** Task to carry out **
A word-for-word restatement of the data is what is needed.
Start of Information given
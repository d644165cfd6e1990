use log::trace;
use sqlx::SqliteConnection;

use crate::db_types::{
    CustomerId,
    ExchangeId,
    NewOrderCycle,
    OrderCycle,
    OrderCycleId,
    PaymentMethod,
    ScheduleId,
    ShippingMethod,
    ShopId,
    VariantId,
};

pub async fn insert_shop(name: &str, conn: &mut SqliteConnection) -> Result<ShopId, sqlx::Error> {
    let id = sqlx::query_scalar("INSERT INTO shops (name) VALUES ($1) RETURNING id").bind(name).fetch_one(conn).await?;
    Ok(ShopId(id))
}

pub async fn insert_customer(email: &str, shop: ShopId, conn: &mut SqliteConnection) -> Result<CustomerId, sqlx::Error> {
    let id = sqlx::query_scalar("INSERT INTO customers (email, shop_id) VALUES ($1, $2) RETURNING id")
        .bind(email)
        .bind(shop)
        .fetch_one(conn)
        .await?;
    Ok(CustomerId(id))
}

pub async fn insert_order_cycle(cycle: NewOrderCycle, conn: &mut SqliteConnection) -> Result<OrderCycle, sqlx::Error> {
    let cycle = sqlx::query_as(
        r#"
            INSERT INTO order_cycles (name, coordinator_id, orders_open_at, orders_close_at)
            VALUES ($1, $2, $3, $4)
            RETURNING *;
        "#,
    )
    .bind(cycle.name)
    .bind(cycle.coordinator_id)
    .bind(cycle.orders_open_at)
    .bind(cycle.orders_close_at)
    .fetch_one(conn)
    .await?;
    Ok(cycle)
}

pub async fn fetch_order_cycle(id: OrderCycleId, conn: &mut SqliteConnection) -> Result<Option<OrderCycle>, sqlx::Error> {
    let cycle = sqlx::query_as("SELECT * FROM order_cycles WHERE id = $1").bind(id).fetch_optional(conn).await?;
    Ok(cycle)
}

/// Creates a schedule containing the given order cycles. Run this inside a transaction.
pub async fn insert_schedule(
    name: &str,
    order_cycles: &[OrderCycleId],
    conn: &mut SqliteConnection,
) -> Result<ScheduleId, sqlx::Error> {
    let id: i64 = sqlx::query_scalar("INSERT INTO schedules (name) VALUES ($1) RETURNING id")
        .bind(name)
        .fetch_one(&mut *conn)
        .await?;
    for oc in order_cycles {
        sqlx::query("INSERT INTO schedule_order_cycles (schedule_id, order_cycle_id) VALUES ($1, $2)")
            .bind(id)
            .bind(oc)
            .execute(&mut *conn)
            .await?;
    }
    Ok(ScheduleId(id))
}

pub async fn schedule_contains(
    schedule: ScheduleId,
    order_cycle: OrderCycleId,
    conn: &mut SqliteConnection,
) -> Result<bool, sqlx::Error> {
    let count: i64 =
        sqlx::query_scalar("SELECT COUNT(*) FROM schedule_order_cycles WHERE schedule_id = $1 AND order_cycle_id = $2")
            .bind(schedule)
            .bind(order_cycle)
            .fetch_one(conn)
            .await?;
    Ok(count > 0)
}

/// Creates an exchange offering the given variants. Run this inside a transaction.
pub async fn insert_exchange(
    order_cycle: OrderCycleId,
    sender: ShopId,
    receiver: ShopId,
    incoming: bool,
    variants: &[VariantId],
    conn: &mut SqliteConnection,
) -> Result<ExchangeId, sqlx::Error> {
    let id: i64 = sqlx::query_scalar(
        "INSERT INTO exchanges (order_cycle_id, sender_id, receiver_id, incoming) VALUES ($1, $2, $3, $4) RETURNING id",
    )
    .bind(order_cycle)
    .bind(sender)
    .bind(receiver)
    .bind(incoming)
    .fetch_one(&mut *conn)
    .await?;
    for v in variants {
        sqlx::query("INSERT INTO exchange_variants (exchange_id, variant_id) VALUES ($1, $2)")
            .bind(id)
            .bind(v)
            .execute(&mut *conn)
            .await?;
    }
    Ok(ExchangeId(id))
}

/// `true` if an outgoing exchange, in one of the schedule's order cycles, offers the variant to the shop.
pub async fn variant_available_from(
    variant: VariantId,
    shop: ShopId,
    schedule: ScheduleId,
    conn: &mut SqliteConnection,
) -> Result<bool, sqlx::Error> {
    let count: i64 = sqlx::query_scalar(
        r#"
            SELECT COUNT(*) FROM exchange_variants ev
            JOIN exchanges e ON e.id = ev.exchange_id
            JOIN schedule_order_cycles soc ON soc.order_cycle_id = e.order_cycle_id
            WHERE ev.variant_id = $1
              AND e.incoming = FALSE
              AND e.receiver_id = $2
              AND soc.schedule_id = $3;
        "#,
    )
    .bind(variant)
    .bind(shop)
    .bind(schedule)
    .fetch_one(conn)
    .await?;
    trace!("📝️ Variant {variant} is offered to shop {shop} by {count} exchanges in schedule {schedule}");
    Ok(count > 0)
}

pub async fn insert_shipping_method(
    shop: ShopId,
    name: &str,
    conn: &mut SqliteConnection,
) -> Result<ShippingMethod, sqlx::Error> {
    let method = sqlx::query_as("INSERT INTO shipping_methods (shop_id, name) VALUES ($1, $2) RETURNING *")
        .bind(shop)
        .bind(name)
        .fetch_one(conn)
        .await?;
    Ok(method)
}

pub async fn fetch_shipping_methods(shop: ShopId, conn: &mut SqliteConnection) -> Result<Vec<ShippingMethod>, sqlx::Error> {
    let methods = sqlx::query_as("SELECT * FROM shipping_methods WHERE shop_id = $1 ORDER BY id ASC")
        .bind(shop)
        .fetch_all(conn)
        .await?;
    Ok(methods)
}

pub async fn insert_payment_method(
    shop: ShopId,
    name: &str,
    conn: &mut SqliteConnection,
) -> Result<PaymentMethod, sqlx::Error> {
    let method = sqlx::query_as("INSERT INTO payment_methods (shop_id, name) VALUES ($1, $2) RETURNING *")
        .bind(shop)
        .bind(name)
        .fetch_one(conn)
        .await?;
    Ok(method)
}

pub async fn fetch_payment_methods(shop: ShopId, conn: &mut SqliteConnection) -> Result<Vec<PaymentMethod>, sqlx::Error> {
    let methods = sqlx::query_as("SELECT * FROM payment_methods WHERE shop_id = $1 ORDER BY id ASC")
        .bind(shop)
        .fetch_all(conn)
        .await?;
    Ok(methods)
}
End of Information given
** Result **
repository d644165cfd6e1990
use log::trace;
use sqlx::SqliteConnection;

use crate::db_types::{
    CustomerId,
    ExchangeId,
    NewOrderCycle,
    OrderCycle,
    OrderCycleId,
    PaymentMethod,
    ScheduleId,
    ShippingMethod,
    ShopId,
    VariantId,
};

pub async fn insert_shop(name: &str, conn: &mut SqliteConnection) -> Result<ShopId, sqlx::Error> {
    let id = sqlx::query_scalar("INSERT INTO shops (name) VALUES ($1) RETURNING id").bind(name).fetch_one(conn).await?;
    Ok(ShopId(id))
}

pub async fn insert_customer(email: &str, shop: ShopId, conn: &mut SqliteConnection) -> Result<CustomerId, sqlx::Error> {
    let id = sqlx::query_scalar("INSERT INTO customers (email, shop_id) VALUES ($1, $2) RETURNING id")
        .bind(email)
        .bind(shop)
        .fetch_one(conn)
        .await?;
    Ok(CustomerId(id))
}

pub async fn insert_order_cycle(cycle: NewOrderCycle, conn: &mut SqliteConnection) -> Result<OrderCycle, sqlx::Error> {
    let cycle = sqlx::query_as(
        r#"
            INSERT INTO order_cycles (name, coordinator_id, orders_open_at, orders_close_at)
            VALUES ($1, $2, $3, $4)
            RETURNING *;
        "#,
    )
    .bind(cycle.name)
    .bind(cycle.coordinator_id)
    .bind(cycle.orders_open_at)
    .bind(cycle.orders_close_at)
    .fetch_one(conn)
    .await?;
    Ok(cycle)
}

pub async fn fetch_order_cycle(id: OrderCycleId, conn: &mut SqliteConnection) -> Result<Option<OrderCycle>, sqlx::Error> {
    let cycle = sqlx::query_as("SELECT * FROM order_cycles WHERE id = $1").bind(id).fetch_optional(conn).await?;
    Ok(cycle)
}

/// Creates a schedule containing the given order cycles. Run this inside a transaction.
pub async fn insert_schedule(
    name: &str,
    order_cycles: &[OrderCycleId],
    conn: &mut SqliteConnection,
) -> Result<ScheduleId, sqlx::Error> {
    let id: i64 = sqlx::query_scalar("INSERT INTO schedules (name) VALUES ($1) RETURNING id")
        .bind(name)
        .fetch_one(&mut *conn)
        .await?;
    for oc in order_cycles {
        sqlx::query("INSERT INTO schedule_order_cycles (schedule_id, order_cycle_id) VALUES ($1, $2)")
            .bind(id)
            .bind(oc)
            .execute(&mut *conn)
            .await?;
    }
    Ok(ScheduleId(id))
}

pub async fn schedule_contains(
    schedule: ScheduleId,
    order_cycle: OrderCycleId,
    conn: &mut SqliteConnection,
) -> Result<bool, sqlx::Error> {
    let count: i64 =
        sqlx::query_scalar("SELECT COUNT(*) FROM schedule_order_cycles WHERE schedule_id = $1 AND order_cycle_id = $2")
            .bind(schedule)
            .bind(order_cycle)
            .fetch_one(conn)
            .await?;
    Ok(count > 0)
}

/// Creates an exchange offering the given variants. Run this inside a transaction.
pub async fn insert_exchange(
    order_cycle: OrderCycleId,
    sender: ShopId,
    receiver: ShopId,
    incoming: bool,
    variants: &[VariantId],
    conn: &mut SqliteConnection,
) -> Result<ExchangeId, sqlx::Error> {
    let id: i64 = sqlx::query_scalar(
        "INSERT INTO exchanges (order_cycle_id, sender_id, receiver_id, incoming) VALUES ($1, $2, $3, $4) RETURNING id",
    )
    .bind(order_cycle)
    .bind(sender)
    .bind(receiver)
    .bind(incoming)
    .fetch_one(&mut *conn)
    .await?;
    for v in variants {
        sqlx::query("INSERT INTO exchange_variants (exchange_id, variant_id) VALUES ($1, $2)")
            .bind(id)
            .bind(v)
            .execute(&mut *conn)
            .await?;
    }
    Ok(ExchangeId(id))
}

/// `true` if an outgoing exchange, in one of the schedule's order cycles, offers the variant to the shop.
pub async fn variant_available_from(
    variant: VariantId,
    shop: ShopId,
    schedule: ScheduleId,
    conn: &mut SqliteConnection,
) -> Result<bool, sqlx::Error> {
    let count: i64 = sqlx::query_scalar(
        r#"
            SELECT COUNT(*) FROM exchange_variants ev
            JOIN exchanges e ON e.id = ev.exchange_id
            JOIN schedule_order_cycles soc ON soc.order_cycle_id = e.order_cycle_id
            WHERE ev.variant_id = $1
              AND e.incoming = FALSE
              AND e.receiver_id = $2
              AND soc.schedule_id = $3;
        "#,
    )
    .bind(variant)
    .bind(shop)
    .bind(schedule)
    .fetch_one(conn)
    .await?;
    trace!("📝️ Variant {variant} is offered to shop {shop} by {count} exchanges in schedule {schedule}");
    Ok(count > 0)
}

pub async fn insert_shipping_method(
    shop: ShopId,
    name: &str,
    conn: &mut SqliteConnection,
) -> Result<ShippingMethod, sqlx::Error> {
    let method = sqlx::query_as("INSERT INTO shipping_methods (shop_id, name) VALUES ($1, $2) RETURNING *")
        .bind(shop)
        .bind(name)
        .fetch_one(conn)
        .await?;
    Ok(method)
}

pub async fn fetch_shipping_methods(shop: ShopId, conn: &mut SqliteConnection) -> Result<Vec<ShippingMethod>, sqlx::Error> {
    let methods = sqlx::query_as("SELECT * FROM shipping_methods WHERE shop_id = $1 ORDER BY id ASC")
        .bind(shop)
        .fetch_all(conn)
        .await?;
    Ok(methods)
}

pub async fn insert_payment_method(
    shop: ShopId,
    name: &str,
    conn: &mut SqliteConnection,
) -> Result<PaymentMethod, sqlx::Error> {
    let method = sqlx::query_as("INSERT INTO payment_methods (shop_id, name) VALUES ($1, $2) RETURNING *")
        .bind(shop)
        .bind(name)
        .fetch_one(conn)
        .await?;
    Ok(method)
}

pub async fn fetch_payment_methods(shop: ShopId, conn: &mut SqliteConnection) -> Result<Vec<PaymentMethod>, sqlx::Error> {
    let methods = sqlx::query_as("SELECT * FROM payment_methods WHERE shop_id = $1 ORDER BY id ASC")
        .bind(shop)
        .fetch_all(conn)
        .await?;
    Ok(methods)
}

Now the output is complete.